ASSIGNED TASK
Reproduce the listing verbatim through the line with "use 31 bits.".

DATASET EXCERPTS
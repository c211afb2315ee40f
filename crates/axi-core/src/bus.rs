//! AXI4-Lite signal records exchanged once per clock cycle.
//!
//! One [`M2s`] record drives the slave for one cycle and one [`S2m`] record
//! captures what the slave drove back. Fields the master does not care about
//! (`arprot`, `awprot`, `wstrb`) are `None` rather than a concrete bit
//! pattern, so an idle record never claims a protection or strobe value.

use std::fmt;

/// Width of the AXI4-Lite data bus in bits.
pub const DATA_WIDTH_BITS: u32 = 32;

/// Width of the write-strobe field in bits (one per data byte).
pub const STROBE_WIDTH_BITS: u32 = DATA_WIDTH_BITS / 8;

/// Width of the `arprot`/`awprot` protection fields in bits.
pub const PROT_WIDTH_BITS: u32 = 3;

/// Highest addressable word index; addresses use 31 bits.
pub const MAX_ADDRESS: u32 = (1 << 31) - 1;

/// Two-bit status accompanying every write and read response.
///
/// Serialises as the protocol name; deserialises from the name or from the
/// 2-bit wire value.
#[derive(Debug, Clone, Copy, PartialEq, Eq, Hash, Default)]
#[cfg_attr(feature = "serde", derive(serde::Serialize))]
#[cfg_attr(feature = "serde", serde(rename_all = "UPPERCASE"))]
#[repr(u8)]
pub enum ResponseCode {
    /// Normal access success.
    #[default]
    Okay = 0,
    /// Exclusive access success.
    ExOkay = 1,
    /// Slave reached but reported an error.
    SlvErr = 2,
    /// No slave decoded the address.
    DecErr = 3,
}

impl ResponseCode {
    /// Converts a code to its 2-bit wire value.
    #[must_use]
    pub const fn as_bits(self) -> u8 {
        self as u8
    }

    /// Converts a 2-bit wire value back into a response code.
    #[must_use]
    pub const fn from_bits(bits: u8) -> Option<Self> {
        match bits {
            0 => Some(Self::Okay),
            1 => Some(Self::ExOkay),
            2 => Some(Self::SlvErr),
            3 => Some(Self::DecErr),
            _ => None,
        }
    }

    /// Only `OKAY` counts as success; `EXOKAY` is not expected on AXI4-Lite.
    #[must_use]
    pub const fn is_okay(self) -> bool {
        matches!(self, Self::Okay)
    }
}

impl fmt::Display for ResponseCode {
    fn fmt(&self, f: &mut fmt::Formatter<'_>) -> fmt::Result {
        let name = match self {
            Self::Okay => "OKAY",
            Self::ExOkay => "EXOKAY",
            Self::SlvErr => "SLVERR",
            Self::DecErr => "DECERR",
        };
        f.write_str(name)
    }
}

/// Master-to-slave signals for one clock cycle.
#[derive(Debug, Clone, Copy, PartialEq, Eq, Hash)]
#[cfg_attr(feature = "serde", derive(serde::Deserialize, serde::Serialize))]
#[cfg_attr(feature = "serde", serde(default))]
#[allow(clippy::struct_excessive_bools)]
pub struct M2s {
    /// Read address.
    pub araddr: u32,
    /// Read protection bits; `None` when unspecified.
    pub arprot: Option<u8>,
    /// Read address valid.
    #[cfg_attr(feature = "serde", serde(deserialize_with = "wire::flag"))]
    pub arvalid: bool,
    /// Write address.
    pub awaddr: u32,
    /// Write protection bits; `None` when unspecified.
    pub awprot: Option<u8>,
    /// Write address valid.
    #[cfg_attr(feature = "serde", serde(deserialize_with = "wire::flag"))]
    pub awvalid: bool,
    /// Master ready to accept a write response.
    #[cfg_attr(feature = "serde", serde(deserialize_with = "wire::flag"))]
    pub bready: bool,
    /// Master ready to accept read data.
    #[cfg_attr(feature = "serde", serde(deserialize_with = "wire::flag"))]
    pub rready: bool,
    /// Write data.
    pub wdata: u32,
    /// Write strobes; `None` when unspecified.
    pub wstrb: Option<u8>,
    /// Write data valid.
    #[cfg_attr(feature = "serde", serde(deserialize_with = "wire::flag"))]
    pub wvalid: bool,
}

impl M2s {
    /// Idle cycle: no handshake asserted, addresses and data zeroed.
    pub const IDLE: Self = Self {
        araddr: 0,
        arprot: None,
        arvalid: false,
        awaddr: 0,
        awprot: None,
        awvalid: false,
        bready: false,
        rready: false,
        wdata: 0,
        wstrb: None,
        wvalid: false,
    };

    /// Builds the record for one read beat at `address`.
    #[must_use]
    pub const fn read_beat(address: u32) -> Self {
        Self {
            araddr: address,
            arvalid: true,
            ..Self::IDLE
        }
    }

    /// Builds the record for one write beat carrying `data` to `address`.
    #[must_use]
    pub const fn write_beat(address: u32, data: u32) -> Self {
        Self {
            awaddr: address,
            awvalid: true,
            wvalid: true,
            wdata: data,
            ..Self::IDLE
        }
    }

    /// Returns `true` when neither a read nor a write is being requested.
    #[must_use]
    pub const fn is_idle(&self) -> bool {
        !(self.arvalid || self.awvalid || self.wvalid)
    }
}

impl Default for M2s {
    fn default() -> Self {
        Self::IDLE
    }
}

/// Slave-to-master signals for one clock cycle.
#[derive(Debug, Clone, Copy, PartialEq, Eq, Hash)]
#[cfg_attr(feature = "serde", derive(serde::Deserialize, serde::Serialize))]
#[cfg_attr(feature = "serde", serde(default))]
#[allow(clippy::struct_excessive_bools)]
pub struct S2m {
    /// Slave ready to accept a read address.
    #[cfg_attr(feature = "serde", serde(deserialize_with = "wire::flag"))]
    pub arready: bool,
    /// Slave ready to accept a write address.
    #[cfg_attr(feature = "serde", serde(deserialize_with = "wire::flag"))]
    pub awready: bool,
    /// Write response status.
    pub bresp: ResponseCode,
    /// Write response valid.
    #[cfg_attr(feature = "serde", serde(deserialize_with = "wire::flag"))]
    pub bvalid: bool,
    /// Read data.
    pub rdata: u32,
    /// Read response status.
    pub rresp: ResponseCode,
    /// Read data valid.
    #[cfg_attr(feature = "serde", serde(deserialize_with = "wire::flag"))]
    pub rvalid: bool,
    /// Slave ready to accept write data.
    #[cfg_attr(feature = "serde", serde(deserialize_with = "wire::flag"))]
    pub wready: bool,
}

impl S2m {
    /// Idle response: ready for everything, nothing valid, `OKAY` status.
    pub const IDLE: Self = Self {
        arready: true,
        awready: true,
        bresp: ResponseCode::Okay,
        bvalid: false,
        rdata: 0,
        rresp: ResponseCode::Okay,
        rvalid: false,
        wready: true,
    };

    /// Builds a cycle carrying a write response.
    #[must_use]
    pub const fn write_response(code: ResponseCode) -> Self {
        Self {
            bresp: code,
            bvalid: true,
            ..Self::IDLE
        }
    }

    /// Builds a cycle carrying a read response.
    #[must_use]
    pub const fn read_response(code: ResponseCode, data: u32) -> Self {
        Self {
            rresp: code,
            rvalid: true,
            rdata: data,
            ..Self::IDLE
        }
    }
}

impl Default for S2m {
    fn default() -> Self {
        Self::IDLE
    }
}

/// Lenient decoding for recorded traces, which often carry raw bit values.
#[cfg(feature = "serde")]
mod wire {
    use std::fmt;

    use serde::de::{Deserialize, Deserializer, Error, Unexpected, Visitor};

    use super::ResponseCode;

    /// Accepts `true`/`false` or the bits `0`/`1`.
    pub(super) fn flag<'de, D: Deserializer<'de>>(deserializer: D) -> Result<bool, D::Error> {
        deserializer.deserialize_any(FlagVisitor)
    }

    struct FlagVisitor;

    impl Visitor<'_> for FlagVisitor {
        type Value = bool;

        fn expecting(&self, f: &mut fmt::Formatter<'_>) -> fmt::Result {
            f.write_str("a boolean or the bit 0 or 1")
        }

        fn visit_bool<E: Error>(self, value: bool) -> Result<bool, E> {
            Ok(value)
        }

        fn visit_u64<E: Error>(self, value: u64) -> Result<bool, E> {
            match value {
                0 => Ok(false),
                1 => Ok(true),
                _ => Err(E::invalid_value(Unexpected::Unsigned(value), &self)),
            }
        }

        fn visit_i64<E: Error>(self, value: i64) -> Result<bool, E> {
            match u64::try_from(value) {
                Ok(bits) => self.visit_u64(bits),
                Err(_) => Err(E::invalid_value(Unexpected::Signed(value), &self)),
            }
        }
    }

    struct CodeVisitor;

    impl Visitor<'_> for CodeVisitor {
        type Value = ResponseCode;

        fn expecting(&self, f: &mut fmt::Formatter<'_>) -> fmt::Result {
            f.write_str("OKAY, EXOKAY, SLVERR, DECERR or a 2-bit value")
        }

        fn visit_str<E: Error>(self, name: &str) -> Result<ResponseCode, E> {
            [
                ResponseCode::Okay,
                ResponseCode::ExOkay,
                ResponseCode::SlvErr,
                ResponseCode::DecErr,
            ]
            .into_iter()
            .find(|code| code.to_string().eq_ignore_ascii_case(name))
            .ok_or_else(|| E::invalid_value(Unexpected::Str(name), &self))
        }

        fn visit_u64<E: Error>(self, value: u64) -> Result<ResponseCode, E> {
            u8::try_from(value)
                .ok()
                .and_then(ResponseCode::from_bits)
                .ok_or_else(|| E::invalid_value(Unexpected::Unsigned(value), &self))
        }

        fn visit_i64<E: Error>(self, value: i64) -> Result<ResponseCode, E> {
            match u64::try_from(value) {
                Ok(bits) => self.visit_u64(bits),
                Err(_) => Err(E::invalid_value(Unexpected::Signed(value), &self)),
            }
        }
    }

    impl<'de> Deserialize<'de> for ResponseCode {
        fn deserialize<D: Deserializer<'de>>(deserializer: D) -> Result<Self, D::Error> {
            deserializer.deserialize_any(CodeVisitor)
        }
    }

    #[cfg(test)]
    mod tests {
        use serde::de::value::Error;
        use serde::de::{Deserialize, IntoDeserializer};

        use super::flag;
        use crate::ResponseCode;

        fn code_from_bits(bits: u64) -> Result<ResponseCode, Error> {
            ResponseCode::deserialize(IntoDeserializer::<'_, Error>::into_deserializer(bits))
        }

        fn code_from_name(name: &str) -> Result<ResponseCode, Error> {
            ResponseCode::deserialize(IntoDeserializer::<'_, Error>::into_deserializer(name))
        }

        #[test]
        fn response_codes_accept_names_and_wire_values() {
            assert_eq!(code_from_name("DECERR"), Ok(ResponseCode::DecErr));
            assert_eq!(code_from_name("slverr"), Ok(ResponseCode::SlvErr));
            assert_eq!(code_from_bits(1), Ok(ResponseCode::ExOkay));
            assert_eq!(code_from_bits(3), Ok(ResponseCode::DecErr));
            assert!(code_from_bits(4).is_err());
            assert!(code_from_name("BUSY").is_err());
        }

        #[test]
        fn flags_accept_booleans_and_single_bits() {
            assert_eq!(flag(IntoDeserializer::<'_, Error>::into_deserializer(true)), Ok(true));
            assert_eq!(flag(IntoDeserializer::<'_, Error>::into_deserializer(1_u64)), Ok(true));
            assert_eq!(flag(IntoDeserializer::<'_, Error>::into_deserializer(0_i64)), Ok(false));
            assert!(flag(IntoDeserializer::<'_, Error>::into_deserializer(2_u64)).is_err());
        }
    }
}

OUTPUT FOR THIS EXERCISE
repository c211afb2315ee40f
filename crates/axi-core/src/bus.rs
//! AXI4-Lite signal records exchanged once per clock cycle.
//!
//! One [`M2s`] record drives the slave for one cycle and one [`S2m`] record
//! captures what the slave drove back. Fields the master does not care about
//! (`arprot`, `awprot`, `wstrb`) are `None` rather than a concrete bit
//! pattern, so an idle record never claims a protection or strobe value.

use std::fmt;

/// Width of the AXI4-Lite data bus in bits.
pub const DATA_WIDTH_BITS: u32 = 32;

/// Width of the write-strobe field in bits (one per data byte).
pub const STROBE_WIDTH_BITS: u32 = DATA_WIDTH_BITS / 8;

/// Width of the `arprot`/`awprot` protection fields in bits.
pub const PROT_WIDTH_BITS: u32 = 3;

/// Highest addressable word index; addresses use 31 bits.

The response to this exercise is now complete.